The pre-check operates strictly at the metadata layer, completely isolated from payload processing. It consumes a read-only catalog connection to each engine and a canonical schema contract — a pinned, versioned description of the columns the reconciliation expects. It produces a structured diff report and a single gate decision (PASS, WARN, or FAIL) plus per-run telemetry that an orchestrator can route on. It begins the instant a run is scheduled and ends before the first cursor is opened by the parallel row extraction techniques stage.

The defining constraint is that this stage must never scan data. It queries catalog endpoints — INFORMATION_SCHEMA on BigQuery and PostgreSQL, ACCOUNT_USAGE/INFORMATION_SCHEMA on Snowflake, the Glue Data Catalog, or the Hive Metastore — rather than issuing SELECT * or reading files. That boundary keeps latency O(1) with respect to dataset size and keeps the stage stateless and idempotent: a re-run over the same contract and the same catalog snapshot yields an identical report. Where the definition of a logical column and its cross-engine alignment lives is upstream, in the cross-platform schema mapping reference; the pre-check consumes that mapping as its contract and enforces it, it does not author it.
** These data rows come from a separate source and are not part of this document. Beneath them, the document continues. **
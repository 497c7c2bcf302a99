//! HTTP route assembly.
//!
//! Route groups:
//! - `/v1/auth/*` — registration and login (unauthenticated, concurrency
//!   limited because argon2 hashing is CPU-heavy)
//! - `/v1/auth/me` and `/v1/passwords/*` — require a valid session token
//! - `/v1/sys/health` — liveness probe

pub mod auth;
pub mod passwords;

use std::sync::Arc;

use axum::http::HeaderValue;
use axum::middleware as axum_mw;
use axum::routing::get;
use axum::{Json, Router};
use tower_http::cors::{Any, CorsLayer};
use tower_http::set_header::SetResponseHeaderLayer;
use tower_http::trace::TraceLayer;

use crate::middleware::auth_middleware;
use crate::state::AppState;

/// Build the full application router.
pub fn app(state: Arc<AppState>) -> Router {
    // Authenticated routes go through the auth middleware layer.
    let authenticated_routes = Router::new()
        .nest("/v1/passwords", passwords::router())
        .nest("/v1/auth", auth::session_router())
        .route_layer(axum_mw::from_fn_with_state(
            Arc::clone(&state),
            auth_middleware,
        ));

    // Concurrency-limit the public auth routes (register/login hash with
    // argon2) to prevent resource exhaustion.
    let public_auth = Router::new()
        .nest("/v1/auth", auth::router())
        .layer(tower::limit::ConcurrencyLimitLayer::new(16));

    // CORS — the dashboard frontend runs on a different origin in dev.
    let cors = CorsLayer::new()
        .allow_origin(Any)
        .allow_methods([
            axum::http::Method::GET,
            axum::http::Method::POST,
            axum::http::Method::PUT,
            axum::http::Method::DELETE,
        ])
        .allow_headers([
            axum::http::header::CONTENT_TYPE,
            axum::http::header::AUTHORIZATION,
        ]);

    Router::new()
        .merge(authenticated_routes)
        .merge(public_auth)
        .route("/v1/sys/health", get(health))
        .layer(TraceLayer::new_for_http())
        .layer(cors)
        .layer(SetResponseHeaderLayer::overriding(
            axum::http::header::X_CONTENT_TYPE_OPTIONS,
            HeaderValue::from_static("nosniff"),
        ))
        .layer(SetResponseHeaderLayer::overriding(
            axum::http::header::X_FRAME_OPTIONS,
            HeaderValue::from_static("DENY"),
        ))
        .layer(SetResponseHeaderLayer::overriding(
            axum::http::header::CACHE_CONTROL,
            HeaderValue::from_static("no-store"),
        ))
        .with_state(state)
}

/// `GET /v1/sys/health` — liveness probe.
async fn health() -> Json<serde_json::Value> {
    Json(serde_json::json!({ "status": "ok" }))
}
//! Core library for `KeyHaven`.
//!
//! Contains the envelope cipher (sealed AES-256-GCM format plus the legacy
//! AES-256-CBC codec kept for migration), the master key provider, signed
//! session tokens, the k-anonymity breach oracle client, and the password
//! generator. This crate knows nothing about HTTP or storage.

pub mod breach;
pub mod crypto;
pub mod envelope;
pub mod error;
pub mod generate;
pub mod session;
Downstream, the gate decision has direct consequences. On PASS or an approved WARN, the validated column list becomes the projection predicate and partition bound for parallel row extraction techniques, and the type-alignment guarantees flow into column-level checksum generation so that identical logical rows serialize to identical bytes. On FAIL, the pipeline stops here — no extraction, no hashing, no comparison — because a structural mismatch fed forward would surface later as structural mismatch detection noise that no downstream algorithm can distinguish from real corruption. The semantics of what “equivalent” means for each column — whether trailing whitespace matters, how NULL collapses — belong to data equivalence modeling; the pre-check validates structure, the equivalence model validates meaning.

Prerequisites

Confirm every item below before wiring the pre-check into a reconciliation run. Each unchecked box is a class of silent drift waiting to surface after cutover.

Canonical contract pinned and versioned. A single authoritative schema contract exists in a registry (Git, a schema registry, or a contracts/ table), tagged with a version, so both engines are validated against the same expectation.
Read-only catalog access on both engines. The reconciliation identity holds SELECT on INFORMATION_SCHEMA / catalog views only — never table data grants, and never write grants.
Cross-engine type map agreed. The normalization rules that collapse VARCHAR/STRING/TEXT and NUMBER/DECIMAL/NUMERIC to canonical types are captured from the cross-platform schema mapping reference and pinned alongside the contract.
Tolerance policy defined. The team has explicitly decided which deviations are acceptable (nullable widening, precision increase, reordering) and which are breaking (type downgrade, missing key, timezone stripping).
Dependency libraries pinned. Python 3.11+, the source and target DB-API drivers, and any registry client are pinned so introspection behaviour is reproducible across hosts.
Telemetry sink wired. A structured-log or metrics destination is available so every gate decision (contract version, drift delta, timestamp) is recorded for the audit trail.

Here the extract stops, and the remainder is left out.